mod cli;
mod server;

use std::sync::Arc;

use clap::Parser;
use eyre::{eyre, WrapErr};

use mixtrail_core::cache::TxCache;
use mixtrail_core::config::Config;
use mixtrail_core::detect::Classifier;
use mixtrail_core::engine::Engine;
use mixtrail_core::explorer::{EsploraClient, Explorer};
use mixtrail_core::monitor::MempoolMonitor;
use mixtrail_core::store::{CypherHttpStore, GraphStore};

#[tokio::main]
async fn main() -> eyre::Result<()> {
    let args = cli::Cli::parse();

    tracing_subscriber::fmt()
        .with_env_filter(
            tracing_subscriber::EnvFilter::try_from_default_env()
                .unwrap_or_else(|_| tracing_subscriber::EnvFilter::new("info")),
        )
        .with_file(true)
        .with_line_number(true)
        .with_level(true)
        .init();

    let mut config = match &args.config {
        Some(path) => Config::load(path)
            .map_err(|e| eyre!(e.to_string()))
            .wrap_err("load configuration file")?,
        None => Config::default(),
    };
    args.apply(&mut config);

    // Connect to the graph store and verify connectivity before starting
    // the server.
    let store = CypherHttpStore::new(&config.store);
    let health = store.probe().await.map_err(|err| {
        let message = format_store_connect_error(&config.store.uri, &err.to_string());
        eyre!(message).wrap_err("while attempting to connect to the graph store")
    })?;
    tracing::info!(
        transactions = health.transaction_count,
        addresses = health.address_count,
        "connected to graph store"
    );
    let store: Arc<dyn GraphStore> = Arc::new(store);

    let explorer: Arc<dyn Explorer> = Arc::new(
        EsploraClient::new(&config.explorer).map_err(|e| eyre!(e.to_string()))?,
    );
    tracing::info!(base_url = %config.explorer.base_url, "explorer client ready");

    let cache = Arc::new(TxCache::from_config(&config.cache));
    let classifier = Arc::new(
        Classifier::from_config(&config.classifier).map_err(|e| eyre!(e.to_string()))?,
    );
    if classifier.ml_available() {
        tracing::info!("classifier running with heuristic + ml detectors");
    } else {
        tracing::info!("classifier running heuristic-only (no ml model configured)");
    }

    let engine = Arc::new(Engine::new(
        Arc::clone(&explorer),
        Arc::clone(&cache),
        Arc::clone(&classifier),
        Arc::clone(&store),
        &config.tracer,
        &config.server,
    ));

    let monitor = Arc::new(MempoolMonitor::new(
        explorer,
        cache,
        classifier,
        store,
        config.tracer.limits(),
        config.tracer.fetch_concurrency,
        &config.monitor,
    ));
    if args.monitor {
        monitor.start();
        tracing::info!("mempool monitor started at boot");
    }

    let bind_addr = format!("{}:{}", config.server.bind, config.server.port);
    let origin = format!("http://{bind_addr}");
    let state = server::AppState {
        engine,
        monitor: Arc::clone(&monitor),
    };
    let router = server::build_router(state, &origin);

    if config.server.bind == "0.0.0.0" {
        tracing::warn!("server is bound to 0.0.0.0 — it is accessible from the network");
    }

    let listener = tokio::net::TcpListener::bind(&bind_addr)
        .await
        .wrap_err("bind TCP listener")?;

    tracing::info!("listening on {bind_addr}");
    axum::serve(listener, router)
        .with_graceful_shutdown(shutdown_signal(monitor))
        .await
        .wrap_err("run HTTP server")?;

    Ok(())
}

/// Wait for SIGINT, then stop the monitor so workers drain before the
/// server exits.
async fn shutdown_signal(monitor: Arc<MempoolMonitor>) {
    if tokio::signal::ctrl_c().await.is_err() {
        return;
    }
    tracing::info!("shutdown signal received");
    monitor.stop();
}

fn format_store_connect_error(store_uri: &str, source_error: &str) -> String {
    let mut lines = vec![
        format!("could not connect to graph store `{store_uri}`"),
        format!("store error: {source_error}"),
    ];

    if source_error.contains("Could not resolve host") || source_error.contains("dns error") {
        lines.push(
            "hint: hostname resolution failed; verify the store hostname and your DNS/network"
                .into(),
        );
    } else if source_error.contains("Unauthorized") || source_error.contains("401") {
        lines.push("hint: authentication failed; verify --store-user/--store-pass".into());
    } else if source_error.contains("404") {
        lines.push(
            "hint: endpoint path is invalid; verify the store URI and database name".into(),
        );
    } else if source_error.contains("error sending request for url") {
        lines.push(
            "hint: request could not be sent; verify URI format, network access, and that the store is running"
                .into(),
        );
    }

    lines.join("\n")
}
------------------------------------------------------------------------
- _ABOUT THIS EXERCISE_:
Return exactly, please, the lines of the material from the first one down to and including the line where "args.apply(&mut config);" appears.

- _THE ANSWER_:
mod cli;
mod server;

use std::sync::Arc;

use clap::Parser;
use eyre::{eyre, WrapErr};

use mixtrail_core::cache::TxCache;
use mixtrail_core::config::Config;
use mixtrail_core::detect::Classifier;
use mixtrail_core::engine::Engine;
use mixtrail_core::explorer::{EsploraClient, Explorer};
use mixtrail_core::monitor::MempoolMonitor;
use mixtrail_core::store::{CypherHttpStore, GraphStore};

#[tokio::main]
async fn main() -> eyre::Result<()> {
    let args = cli::Cli::parse();

    tracing_subscriber::fmt()
        .with_env_filter(
            tracing_subscriber::EnvFilter::try_from_default_env()
                .unwrap_or_else(|_| tracing_subscriber::EnvFilter::new("info")),
        )
        .with_file(true)
        .with_line_number(true)
        .with_level(true)
        .init();

    let mut config = match &args.config {
        Some(path) => Config::load(path)
            .map_err(|e| eyre!(e.to_string()))
            .wrap_err("load configuration file")?,
        None => Config::default(),
    };
    args.apply(&mut config);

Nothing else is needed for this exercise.